Although Arg108 of CYP2C9 and Arg212 are located in different spatial arrangements at the active site of their respective enzymes, both are members of a loop (Arg108 of the B-C loop and Arg212 of the GF loop), interacting directly with the substrate in the catalytic site and have been reported as amino acids involved in the affinity that the enzymes have on anionic substrates ³¹^, ³². In addition to the similarities exhibiting CYP2C9 and CYP3A4 at the active site, it is noteworthy that the conformations of amino acids change (side chain rotatations) when they interacts with the substrate. Residue Arg108 of CYP2C9 occupies the equivalent position in space as Phe241 of CYP3A4. In addition, residue Phe114 of CYP2C9 is in the position of Ile120 in CYP3A4 and Ile205 of CYP2C9 occupies the spatial location of Arg212 in CYP3A4. We prove that the effect that could have the differences in sequence and RMSD at the activity that both enzymes have on PPC are fairly diminished (Fig. 4).

Fig. 4
Three-dimensional arrangement of the superposed amino acids of CYP3A4 (blue) and CYP2C9 (yellow) at their catalytic sites. Even not corresponding in a sequence alignment, the three-dimensional superposition make these residues equivalent the active sites of the enzymes. To the bottom left the heme group (orange) is the core part of the catalytic site of both CYPs, and its structure and function is completely conserved in the same location.

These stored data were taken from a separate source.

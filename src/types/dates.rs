use crate::types::errors::DateFormatError;
use chrono::{DateTime, NaiveDate, NaiveDateTime};

const COMPACT_FORMAT: &str = "%Y%m%d";
const DATE_FORMATS: [&str; 2] = ["%Y-%m-%d", "%d/%m/%Y"];
const DATE_TIME_FORMATS: [&str; 2] = ["%Y-%m-%dT%H:%M:%S%.f", "%Y-%m-%d %H:%M:%S%.f"];

/// Renders a date the way the bank file expects it (`YYYYMMDD`).
pub fn compact(date: NaiveDate) -> String {
    date.format(COMPACT_FORMAT).to_string()
}

/// Parses the date layouts the expense backend is known to emit.
pub fn parse_date(value: &str) -> Result<NaiveDate, DateFormatError> {
    let value = value.trim();

    if let Ok(date_time) = DateTime::parse_from_rfc3339(value) {
        return Ok(date_time.date_naive());
    }

    DATE_FORMATS.iter()
        .find_map(|format| NaiveDate::parse_from_str(value, format).ok())
        .or_else(|| DATE_TIME_FORMATS.iter()
            .find_map(|format| NaiveDateTime::parse_from_str(value, format).ok())
            .map(|date_time| date_time.date()))
        .ok_or_else(|| DateFormatError { value: value.to_string() })
}

pub fn format_compact_date(value: &str) -> Result<String, DateFormatError> {
    parse_date(value).map(compact)
}
use chrono::NaiveDate;

use crate::types::{Consecutive, GroupNumber};

/// `R{MMDD}{CC}{GGGGGGGGG}.CSV`
pub fn build_file_name(date: NaiveDate, group_number: &GroupNumber, consecutive: Consecutive) -> String {
    format!("R{}{}{}.CSV", date.format("%m%d"), consecutive, group_number.padded())
}
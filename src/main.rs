mod bank_file;
mod engine;
mod models;
mod storage;
mod types;

use std::fs::File;
use std::io::{stderr, stdout, BufReader, BufWriter, Write};
use std::path::{Path, PathBuf};
use std::sync::Arc;

use anyhow::{Context, Result};
use chrono::NaiveDate;
use clap::Parser;
use csv::{ReaderBuilder, Trim};
use tracing::{debug, info};
use tracing::level_filters::LevelFilter;
use tracing_subscriber::layer::SubscriberExt;
use tracing_subscriber::util::SubscriberInitExt;
use tracing_subscriber::{fmt, Layer};

use crate::bank_file::DatePolicy;
use crate::engine::{ReassignmentDialog, ReassignmentEngine};
use crate::models::CardAdjustmentRecord;
use crate::storage::{FileCounterStore, LedgerStorage};
use crate::types::dates::parse_date;

#[derive(Parser, Debug)]
#[command(name = "card-reassignment-engine", version, about = "Disburses approved expenses and generates the bank card reassignment file")]
struct Cli {
    /// Batch of approved expenses (CSV)
    input: PathBuf,

    /// Bank client number (up to 10 digits)
    #[arg(long = "client-number")]
    client_number: String,

    /// Bank card group number (up to 9 digits)
    #[arg(long = "group-number")]
    group_number: String,

    /// Directory the reassignment file is written to
    #[arg(long = "output-dir", default_value = ".")]
    output_dir: PathBuf,

    /// Where the daily consecutive is kept between runs
    #[arg(long = "state-file", default_value = ".reassignment_consecutive.json")]
    state_file: PathBuf,

    /// Send date (YYYY-MM-DD) stamped on the file, defaults to today
    #[arg(long = "send-date", value_parser = parse_date)]
    send_date: Option<NaiveDate>,

    /// Abort on unreadable dates instead of leaving the field empty
    #[arg(long = "strict-dates")]
    strict_dates: bool,

    /// error, warn, info, debug or trace
    #[arg(long = "log-level", default_value = "error")]
    log_level: String
}

#[tokio::main]
async fn main() -> Result<()> {
    let cli = Cli::parse();

    setup_logging(parse_log_level(&cli.log_level));

    let batch = read_batch(&cli.input)?;
    let ledger = Arc::new(LedgerStorage::seed(&batch));
    let counter = Arc::new(FileCounterStore::new(&cli.state_file));
    let date_policy = if cli.strict_dates { DatePolicy::Reject } else { DatePolicy::Degrade };

    let mut engine = ReassignmentEngine::new(ledger.clone(), counter, &cli.output_dir)
        .with_date_policy(date_policy);

    if let Some(send_date) = cli.send_date {
        engine = engine.with_date(send_date);
    }

    let mut dialog = ReassignmentDialog::new();
    dialog.open(&batch)?;
    dialog.enter(&cli.group_number, &cli.client_number)?;

    let file = dialog.submit(&engine, &batch).await?;

    info!("Wrote {} to {} with consecutive [{}] ({} records, total {})", file.file_name, cli.output_dir.display(), file.consecutive, file.control.record_count, file.control.total_amount);
    debug!("{}:\n{}", file.path.display(), file.contents);

    write_results_to_stdout(&ledger, &batch)?;

    Ok(())
}

fn parse_log_level(level: &str) -> LevelFilter {
    match level.to_lowercase().as_str() {
        "trace" => LevelFilter::TRACE,
        "debug" => LevelFilter::DEBUG,
        "info" => LevelFilter::INFO,
        "warn" => LevelFilter::WARN,
        "error" => LevelFilter::ERROR,
        _ => {
            eprintln!("Invalid log level '{}', defaulting to 'error'", level);
            LevelFilter::ERROR
        }
    }
}

fn setup_logging(level: LevelFilter) {
    //NOTE: stdout carries the result table, logging goes to stderr
    let terminal_log = fmt::layer()
        .with_target(false)
        .with_writer(stderr)
        .with_filter(level);

    tracing_subscriber::registry()
        .with(terminal_log)
        .init();
}

fn read_batch(path: &Path) -> Result<Vec<CardAdjustmentRecord>> {
    let file = File::open(path)
        .with_context(|| format!("Error opening batch CSV at path: {}", path.display()))?;

    let mut reader = ReaderBuilder::new()
        .trim(Trim::All)
        .flexible(true)
        .from_reader(BufReader::new(file));

    reader.deserialize::<CardAdjustmentRecord>()
        .enumerate()
        .map(|(index, result)| result.with_context(|| format!("Malformed record #{} in batch", index + 1)))
        .collect()
}

fn write_results_to_stdout(ledger: &LedgerStorage, batch: &[CardAdjustmentRecord]) -> Result<()> {
    let mut output = BufWriter::new(stdout().lock());

    writeln!(output, "expense,user,card_limit,status")?;

    for record in batch {
        writeln!(
            output,
            "{},{},{},{}",
            record.expense_id,
            record.user_id,
            ledger.card_limit(record.user_id).unwrap_or(record.current_limit),
            ledger.expense_status(record.expense_id).map(|status| status.to_string()).unwrap_or_default()
        )?;
    }

    output.flush()?;

    Ok(())
}
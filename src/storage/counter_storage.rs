use crate::storage::{ConsecutiveCounterStore, CounterError};
use crate::types::dates::compact;
use crate::types::Consecutive;
use chrono::NaiveDate;
#[cfg(test)]
use dashmap::DashMap;
use serde::{Deserialize, Serialize};
use std::fs;
use std::path::PathBuf;
use std::sync::Mutex;
use tracing::debug;

/// Stored count once `99` has been used; no further file may be generated that day.
const EXHAUSTED: u8 = 0;

fn exhausted(date: NaiveDate) -> CounterError {
    CounterError::Exhausted { date: compact(date) }
}

fn current(stored: Option<u8>, date: NaiveDate) -> Result<Consecutive, CounterError> {
    match stored {
        None => Ok(Consecutive::FIRST),
        Some(EXHAUSTED) => Err(exhausted(date)),
        Some(count) => Consecutive::new(count).map_err(|error| CounterError::Corrupt(error.to_string()))
    }
}

/// Returns the count to store after advancing, together with the caller's result.
fn advance(stored: Option<u8>, date: NaiveDate) -> Result<(u8, Result<Consecutive, CounterError>), CounterError> {
    let next = current(stored, date)?.next();

    Ok(match next {
        Some(next) => (next.value(), Ok(next)),
        None => (EXHAUSTED, Err(exhausted(date)))
    })
}

#[cfg(test)]
pub struct InMemoryCounterStore {
    counts: DashMap<NaiveDate, u8>
}

#[cfg(test)]
impl InMemoryCounterStore {
    pub fn new() -> Self {
        Self {
            counts: DashMap::new()
        }
    }
}

#[cfg(test)]
impl ConsecutiveCounterStore for InMemoryCounterStore {
    fn read(&self, date: NaiveDate) -> Result<Consecutive, CounterError> {
        current(self.counts.get(&date).map(|count| *count), date)
    }

    fn increment(&self, date: NaiveDate) -> Result<Consecutive, CounterError> {
        let result = {
            let mut entry = self.counts.entry(date).or_insert(Consecutive::FIRST.value());
            let (stored, result) = advance(Some(*entry), date)?;
            *entry = stored;
            result
        };

        self.counts.retain(|stored_date, _| *stored_date == date);

        result
    }
}

/// Persisted form of the counter: `{ "date": "YYYYMMDD", "count": "NN" }`.
#[derive(Debug, Serialize, Deserialize)]
struct DailyConsecutive {
    date: String,
    count: String
}

/// Counter persisted as a small JSON document, surviving process restarts.
///
/// Updates are serialized within the process only. Two processes sharing the
/// same file can still hand out the same consecutive.
pub struct FileCounterStore {
    path: PathBuf,
    lock: Mutex<()>
}

impl FileCounterStore {
    pub fn new(path: impl Into<PathBuf>) -> Self {
        Self {
            path: path.into(),
            lock: Mutex::new(())
        }
    }

    fn load(&self, date: NaiveDate) -> Result<Option<u8>, CounterError> {
        if !self.path.exists() {
            return Ok(None);
        }

        let stored: DailyConsecutive = serde_json::from_str(&fs::read_to_string(&self.path)?)?;

        if stored.date != compact(date) {
            debug!("Stored consecutive belongs to [{}], starting over for [{}]", stored.date, compact(date));
            return Ok(None);
        }

        stored.count.parse::<u8>()
            .map(Some)
            .map_err(|error| CounterError::Corrupt(format!("count '{}': {error}", stored.count)))
    }

    fn save(&self, date: NaiveDate, count: u8) -> Result<(), CounterError> {
        let state = DailyConsecutive {
            date: compact(date),
            count: format!("{:02}", count)
        };

        if let Some(parent) = self.path.parent().filter(|parent| !parent.as_os_str().is_empty()) {
            fs::create_dir_all(parent)?;
        }

        let staging = self.path.with_extension("tmp");
        fs::write(&staging, serde_json::to_string_pretty(&state)?)?;
        fs::rename(&staging, &self.path)?;

        Ok(())
    }
}

impl ConsecutiveCounterStore for FileCounterStore {
    fn read(&self, date: NaiveDate) -> Result<Consecutive, CounterError> {
        let _guard = self.lock.lock().map_err(|_| CounterError::Corrupt("counter lock poisoned".to_string()))?;

        current(self.load(date)?, date)
    }

    fn increment(&self, date: NaiveDate) -> Result<Consecutive, CounterError> {
        let _guard = self.lock.lock().map_err(|_| CounterError::Corrupt("counter lock poisoned".to_string()))?;

        let (stored, result) = advance(Some(self.load(date)?.unwrap_or(Consecutive::FIRST.value())), date)?;
        self.save(date, stored)?;

        result
    }
}
//! Card reassignment import file, in the layout mandated by the card issuer.

mod control;
mod csv_writer;
mod file_name;
mod row;

pub use control::ControlRow;
pub use csv_writer::generate_csv;
pub use file_name::build_file_name;
pub use row::{DatePolicy, ReassignmentRow};
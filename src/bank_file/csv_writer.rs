use rust_decimal::{Decimal, RoundingStrategy};
use tracing::warn;

use crate::bank_file::{ControlRow, ReassignmentRow};

pub const HEADER: [&str; 7] = [
    "Numero de tarjeta",
    "Descripcion",
    "Signo",
    "Monto",
    "Fecha de Inicio",
    "Fecha de Fin",
    "Cambio de Estatus"
];

const AMOUNT_WIDTH: usize = 11;

/// Renders the bank import document.
///
/// Fields are joined verbatim, without CSV quoting: the bank importer reads
/// positional columns and its handling of quoted fields is unknown, so a
/// description containing a separator is written as-is and only logged.
pub fn generate_csv(rows: &[ReassignmentRow], control: &ControlRow) -> String {
    let mut lines = Vec::with_capacity(rows.len() + 2);

    lines.push(HEADER.join(","));

    for row in rows {
        if row.description.contains([',', '"', '\n', '\r']) {
            warn!("Description for card [{}] contains a CSV separator and will shift its columns: {:?}", row.card_number, row.description);
        }

        let amount = format!("{:0>width$}", two_decimals(row.amount), width = AMOUNT_WIDTH);

        lines.push([
            row.card_number.as_str(),
            row.description.as_str(),
            row.sign.as_str(),
            amount.as_str(),
            row.start_date.as_str(),
            row.end_date.as_str(),
            row.status_change.as_str()
        ].join(","));
    }

    let total_amount = two_decimals(control.total_amount);
    let record_count = control.record_count.to_string();

    lines.push([
        control.client_number.as_str(),
        control.group_number.as_str(),
        control.send_date.as_str(),
        total_amount.as_str(),
        record_count.as_str(),
        "",
        ""
    ].join(","));

    lines.join("\n")
}

fn two_decimals(amount: Decimal) -> String {
    format!("{:.2}", amount.round_dp_with_strategy(2, RoundingStrategy::MidpointAwayFromZero))
}
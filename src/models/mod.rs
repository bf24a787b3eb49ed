mod errors;
mod record;

use serde::{Deserialize, Serialize};
use std::fmt;
use std::fmt::{Display, Formatter};

pub use errors::RecordError;
pub use record::{CardAdjustmentRecord, ValidatedAdjustment};

/// Direction of a card limit adjustment.
#[derive(Debug, Clone, Copy, Eq, PartialEq, Deserialize, Serialize)]
pub enum Sign {
    #[serde(rename = "+")]
    Plus,
    #[serde(rename = "-")]
    Minus
}

impl Sign {
    pub fn as_str(&self) -> &'static str {
        match self {
            Sign::Plus => "+",
            Sign::Minus => "-"
        }
    }
}

impl Display for Sign {
    fn fmt(&self, formatter: &mut Formatter<'_>) -> fmt::Result {
        formatter.write_str(self.as_str())
    }
}

#[derive(Debug, Clone, Copy, Eq, PartialEq, Deserialize, Serialize)]
#[serde(rename_all = "lowercase")]
pub enum ExpenseStatus {
    Approved,
    Dispersed
}

impl Display for ExpenseStatus {
    fn fmt(&self, formatter: &mut Formatter<'_>) -> fmt::Result {
        let label = match self {
            ExpenseStatus::Approved => "approved",
            ExpenseStatus::Dispersed => "dispersed"
        };

        formatter.write_str(label)
    }
}
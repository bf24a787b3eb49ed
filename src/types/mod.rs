pub mod dates;
mod errors;
mod identifiers;

pub use errors::{DateFormatError, FieldError};
pub use identifiers::{ClientNumber, Consecutive, GroupNumber};

pub type UserId = u32;
pub type ExpenseId = u32;
use std::sync::Arc;

use anyhow::{Context, Result};
use serde::{Deserialize, Serialize};

use super::ModelInvoker;

pub const ANTHROPIC_VERSION: &str = "bedrock-2023-05-31";
pub const SYSTEM_PROMPT: &str = "Please act as face comparison analyzer.";
pub const COMPARE_PROMPT: &str = "Please let the user know how their first image is similar to the other 3 and which one is the most similar?";
/// 模型没有返回文本时使用的描述
pub const FALLBACK_DESCRIPTION: &str = "No description available";

#[derive(Debug, Serialize)]
struct ImageSource<'a> {
    r#type: &'static str,
    media_type: &'static str,
    data: &'a str,
}

#[derive(Debug, Serialize)]
#[serde(tag = "type", rename_all = "lowercase")]
enum ContentBlock<'a> {
    Image { source: ImageSource<'a> },
    Text { text: &'a str },
}

impl<'a> ContentBlock<'a> {
    fn jpeg(data: &'a str) -> Self {
        Self::Image { source: ImageSource { r#type: "base64", media_type: "image/jpeg", data } }
    }
}

#[derive(Debug, Serialize)]
struct Message<'a> {
    role: &'static str,
    content: Vec<ContentBlock<'a>>,
}

/// Anthropic messages API 请求体
#[derive(Debug, Serialize)]
struct MessagesRequest<'a> {
    anthropic_version: &'static str,
    max_tokens: u32,
    system: &'static str,
    messages: Vec<Message<'a>>,
}

#[derive(Debug, Deserialize)]
struct ResponseBlock {
    text: Option<String>,
}

#[derive(Debug, Deserialize)]
struct MessagesResponse {
    #[serde(default)]
    content: Vec<ResponseBlock>,
}

/// 多图对比描述客户端
pub struct DescriptionClient {
    invoker: Arc<dyn ModelInvoker>,
    model_id: String,
    max_tokens: u32,
}

impl DescriptionClient {
    pub fn new(invoker: Arc<dyn ModelInvoker>, model_id: String, max_tokens: u32) -> Self {
        Self { invoker, model_id, max_tokens }
    }

    /// 描述查询图片与候选图片的相似之处
    ///
    /// 请求中依次放入查询图片、按排名排列的候选图片和固定提示词，返回第一个内容块的文本。
    pub async fn describe(&self, query_image: &str, candidates: &[String]) -> Result<String> {
        let mut content = Vec::with_capacity(candidates.len() + 2);
        content.push(ContentBlock::jpeg(query_image));
        content.extend(candidates.iter().map(|data| ContentBlock::jpeg(data)));
        content.push(ContentBlock::Text { text: COMPARE_PROMPT });

        let body = serde_json::to_vec(&MessagesRequest {
            anthropic_version: ANTHROPIC_VERSION,
            max_tokens: self.max_tokens,
            system: SYSTEM_PROMPT,
            messages: vec![Message { role: "user", content }],
        })?;

        let response = self.invoker.invoke_model(&self.model_id, body).await?;
        let response: MessagesResponse =
            serde_json::from_slice(&response).context("无法解析文本生成响应")?;

        Ok(response
            .content
            .into_iter()
            .next()
            .and_then(|block| block.text)
            .filter(|text| !text.is_empty())
            .unwrap_or_else(|| FALLBACK_DESCRIPTION.to_string()))
    }
}
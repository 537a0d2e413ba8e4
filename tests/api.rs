use std::io::Cursor;
use std::sync::{Arc, Mutex};

use anyhow::{Result, anyhow};
use async_trait::async_trait;
use axum::body::{Body, to_bytes};
use axum::http::{Request, StatusCode, header};
use axum::response::Response;
use base64::Engine;
use base64::prelude::BASE64_STANDARD;
use clap::Parser;
use image::{ImageFormat, Rgb, RgbImage};
use lookalike::Searcher;
use lookalike::bedrock::{FALLBACK_DESCRIPTION, ModelInvoker};
use lookalike::config::{BedrockOptions, PipelineOptions};
use lookalike::db::{Candidate, VectorStore};
use lookalike::server::{self, AppState, SearchResponse};
use rstest::*;
use serde_json::{Value, json};
use tower::ServiceExt;

#[derive(Parser)]
struct TestOpts {
    #[command(flatten)]
    bedrock: BedrockOptions,
    #[command(flatten)]
    pipeline: PipelineOptions,
}

/// 进程内的假 Bedrock 和向量库
struct Backend {
    embed_fails: bool,
    candidates: Vec<String>,
    description: Result<Value, String>,
    calls: Mutex<Vec<String>>,
}

impl Default for Backend {
    fn default() -> Self {
        Self {
            embed_fails: false,
            candidates: vec![],
            description: Ok(json!({ "content": [{ "type": "text", "text": "The second one." }] })),
            calls: Mutex::new(vec![]),
        }
    }
}

impl Backend {
    fn calls(&self) -> Vec<String> {
        self.calls.lock().unwrap().clone()
    }
}

#[async_trait]
impl ModelInvoker for Backend {
    async fn invoke_model(&self, model_id: &str, body: Vec<u8>) -> Result<Vec<u8>> {
        let body: Value = serde_json::from_slice(&body)?;
        self.calls.lock().unwrap().push(model_id.to_string());
        if body.get("inputImage").is_some() {
            if self.embed_fails {
                return Err(anyhow!("AccessDeniedException"));
            }
            return Ok(serde_json::to_vec(&json!({ "embedding": vec![0.25; 1024] }))?);
        }
        match &self.description {
            Ok(response) => Ok(serde_json::to_vec(response)?),
            Err(e) => Err(anyhow!(e.clone())),
        }
    }
}

#[async_trait]
impl VectorStore for Backend {
    async fn nearest(
        &self,
        query: &[f32],
        num_candidates: u32,
        limit: u32,
    ) -> Result<Vec<Candidate>> {
        self.calls.lock().unwrap().push("vector_search".to_string());
        assert_eq!(query.len(), 1024);
        assert_eq!((num_candidates, limit), (15, 3));
        Ok(self
            .candidates
            .iter()
            .enumerate()
            .map(|(i, image)| Candidate { id: Some(i.to_string()), image: image.clone() })
            .collect())
    }
}

fn app(backend: Arc<Backend>) -> axum::Router {
    let opts = TestOpts::parse_from(["test"]);
    let searcher = Searcher::new(backend.clone(), backend, &opts.bedrock, &opts.pipeline);
    server::create_app(AppState::new(searcher))
}

fn png_data_url() -> String {
    let img = RgbImage::from_fn(40, 30, |x, y| Rgb([x as u8 * 6, y as u8 * 8, 128]));
    let mut buf = Cursor::new(Vec::new());
    img.write_to(&mut buf, ImageFormat::Png).unwrap();
    format!("data:image/png;base64,{}", BASE64_STANDARD.encode(buf.into_inner()))
}

async fn post(app: axum::Router, body: impl Into<Body>) -> Response {
    let request = Request::builder()
        .method("POST")
        .uri("/api/search")
        .header(header::CONTENT_TYPE, "application/json")
        .body(body.into())
        .unwrap();
    app.oneshot(request).await.unwrap()
}

async fn text(response: Response) -> String {
    let bytes = to_bytes(response.into_body(), usize::MAX).await.unwrap();
    String::from_utf8(bytes.to_vec()).unwrap()
}

#[rstest]
#[case::empty_object("{}")]
#[case::empty_img(r#"{"img": ""}"#)]
#[case::null_img(r#"{"img": null}"#)]
#[case::not_json("img=abc")]
#[tokio::test(flavor = "multi_thread")]
async fn missing_image(#[case] body: &'static str) {
    let backend = Arc::new(Backend::default());
    let response = post(app(backend.clone()), body).await;
    assert_eq!(response.status(), StatusCode::BAD_REQUEST);
    assert_eq!(text(response).await, "Please upload an image first.");
    assert!(backend.calls().is_empty());
}

#[rstest]
#[case::no_comma("notadataurl")]
#[case::empty_payload("data:image/jpeg;base64,")]
#[case::bad_alphabet("data:image/jpeg;base64,abc$")]
#[case::not_an_image("data:image/jpeg;base64,aGVsbG8gd29ybGQ=")]
#[tokio::test(flavor = "multi_thread")]
async fn invalid_image(#[case] img: &'static str) {
    let backend = Arc::new(Backend::default());
    let response = post(app(backend.clone()), json!({ "img": img }).to_string()).await;
    assert_eq!(response.status(), StatusCode::BAD_REQUEST);
    assert_eq!(text(response).await, "Invalid image format.");
    assert!(backend.calls().is_empty());
}

#[tokio::test(flavor = "multi_thread")]
async fn two_candidates() {
    let backend = Arc::new(Backend {
        candidates: vec!["Y2VsZWIx".to_string(), "Y2VsZWIy".to_string()],
        ..Default::default()
    });
    let response = post(app(backend.clone()), json!({ "img": png_data_url() }).to_string()).await;
    assert_eq!(response.status(), StatusCode::OK);

    let response: SearchResponse = serde_json::from_str(&text(response).await).unwrap();
    assert_eq!(response.images, vec!["Y2VsZWIx", "Y2VsZWIy"]);
    assert_eq!(response.description, "The second one.");

    assert_eq!(
        backend.calls(),
        vec![
            "amazon.titan-embed-image-v1",
            "vector_search",
            "anthropic.claude-3-sonnet-20240229-v1:0",
        ]
    );
}

#[tokio::test(flavor = "multi_thread")]
async fn no_candidates() {
    let backend = Arc::new(Backend::default());
    let response = post(app(backend), json!({ "img": png_data_url() }).to_string()).await;
    assert_eq!(response.status(), StatusCode::OK);

    let response: Value = serde_json::from_str(&text(response).await).unwrap();
    assert_eq!(response["images"], json!([]));
    assert_eq!(response["description"], "The second one.");
}

#[tokio::test(flavor = "multi_thread")]
async fn embedding_failure() {
    let backend = Arc::new(Backend {
        embed_fails: true,
        candidates: vec!["Y2VsZWIx".to_string()],
        ..Default::default()
    });
    let response = post(app(backend.clone()), json!({ "img": png_data_url() }).to_string()).await;
    assert_eq!(response.status(), StatusCode::INTERNAL_SERVER_ERROR);
    assert_eq!(text(response).await, "Internal Server Error");
    assert_eq!(backend.calls(), vec!["amazon.titan-embed-image-v1"]);
}

#[tokio::test(flavor = "multi_thread")]
async fn description_failure() {
    let backend = Arc::new(Backend {
        candidates: vec!["Y2VsZWIx".to_string()],
        description: Err("ThrottlingException".to_string()),
        ..Default::default()
    });
    let response = post(app(backend), json!({ "img": png_data_url() }).to_string()).await;
    assert_eq!(response.status(), StatusCode::INTERNAL_SERVER_ERROR);
    assert_eq!(text(response).await, "Internal Server Error");
}

#[tokio::test(flavor = "multi_thread")]
async fn empty_description_content() {
    let backend = Arc::new(Backend {
        candidates: vec!["Y2VsZWIx".to_string()],
        description: Ok(json!({ "content": [] })),
        ..Default::default()
    });
    let response = post(app(backend), json!({ "img": png_data_url() }).to_string()).await;
    assert_eq!(response.status(), StatusCode::OK);

    let response: SearchResponse = serde_json::from_str(&text(response).await).unwrap();
    assert_eq!(response.description, FALLBACK_DESCRIPTION);
    assert_eq!(response.images.len(), 1);
}

#[tokio::test(flavor = "multi_thread")]
async fn openapi_document() {
    let backend = Arc::new(Backend::default());
    let request = Request::builder().uri("/api-docs/openapi.json").body(Body::empty()).unwrap();
    let response = app(backend).oneshot(request).await.unwrap();
    assert_eq!(response.status(), StatusCode::OK);

    let doc: Value = serde_json::from_str(&text(response).await).unwrap();
    assert!(doc["paths"]["/api/search"]["post"].is_object());
}
use std::sync::LazyLock;
use std::time::Duration;

use log::{debug, error};
use prometheus::*;
use tokio::task::spawn_blocking;

use crate::error::Stage;

static METRIC_SEARCH_REQUEST_COUNT: LazyLock<IntCounterVec> = LazyLock::new(|| {
    register_int_counter_vec!(
        "lookalike_search_request_count",
        "count of search requests by outcome",
        &["outcome"]
    )
    .unwrap()
});

static METRIC_STAGE_DURATION: LazyLock<HistogramVec> = LazyLock::new(|| {
    register_histogram_vec!(
        "lookalike_stage_duration",
        "duration of each pipeline stage in seconds",
        &["stage"]
    )
    .unwrap()
});

static METRIC_CANDIDATE_COUNT: LazyLock<Histogram> = LazyLock::new(|| {
    register_histogram!(
        "lookalike_candidate_count",
        "number of candidates returned by vector search",
        vec![0.0, 1.0, 2.0, 3.0, 5.0, 10.0]
    )
    .unwrap()
});

/// 记录一次请求的结果，`outcome` 为 `ok` 或错误类别
pub fn inc_request_count(outcome: &str) {
    METRIC_SEARCH_REQUEST_COUNT.with_label_values(&[outcome]).inc();
}

pub fn observe_stage_duration(stage: Stage, duration: f32) {
    METRIC_STAGE_DURATION.with_label_values(&[stage.as_str()]).observe(duration as f64);
}

pub fn observe_candidate_count(count: usize) {
    METRIC_CANDIDATE_COUNT.observe(count as f64);
}

/// Pushgateway 推送目标
#[derive(Debug, Clone)]
pub struct PushTarget {
    pub url: String,
    pub instance: String,
    pub auth: Option<(String, String)>,
}

impl PushTarget {
    /// 推送一次当前进程的全部指标
    pub fn push(&self) -> Result<()> {
        let auth = self
            .auth
            .clone()
            .map(|(username, password)| BasicAuthentication { username, password });
        push_metrics(
            "lookalike",
            labels! { "instance".to_string() => self.instance.clone() },
            &self.url,
            gather(),
            auth,
        )
    }
}

/// 在后台按固定间隔推送指标，失败只记录日志
pub fn spawn_push(target: PushTarget, interval: Duration) {
    tokio::spawn(async move {
        loop {
            let t = target.clone();
            match spawn_blocking(move || t.push()).await {
                Ok(Ok(())) => debug!("已推送指标到 {}", target.url),
                Ok(Err(e)) => error!("推送指标失败: {e}"),
                Err(e) => error!("推送指标任务异常: {e}"),
            }
            tokio::time::sleep(interval).await;
        }
    });
}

Rotation of the aforementioned residues at the active site of CYP2C9 and CYP3A4 reflect the similarities in metabolism and regioselectivity that both enzymes have on PPC, as well as the great structural difference that is measured in their RMSD. Especially in the region corresponding to Phe476 in CYP2C9, where CYP3A4 Phe215 occupies the three-dimensional position of this residue (Fig. 2). In addition, it explains how these differences do not affect the similar activity that both enzymes have on the PPC (Figures 1 and 4, Table 2).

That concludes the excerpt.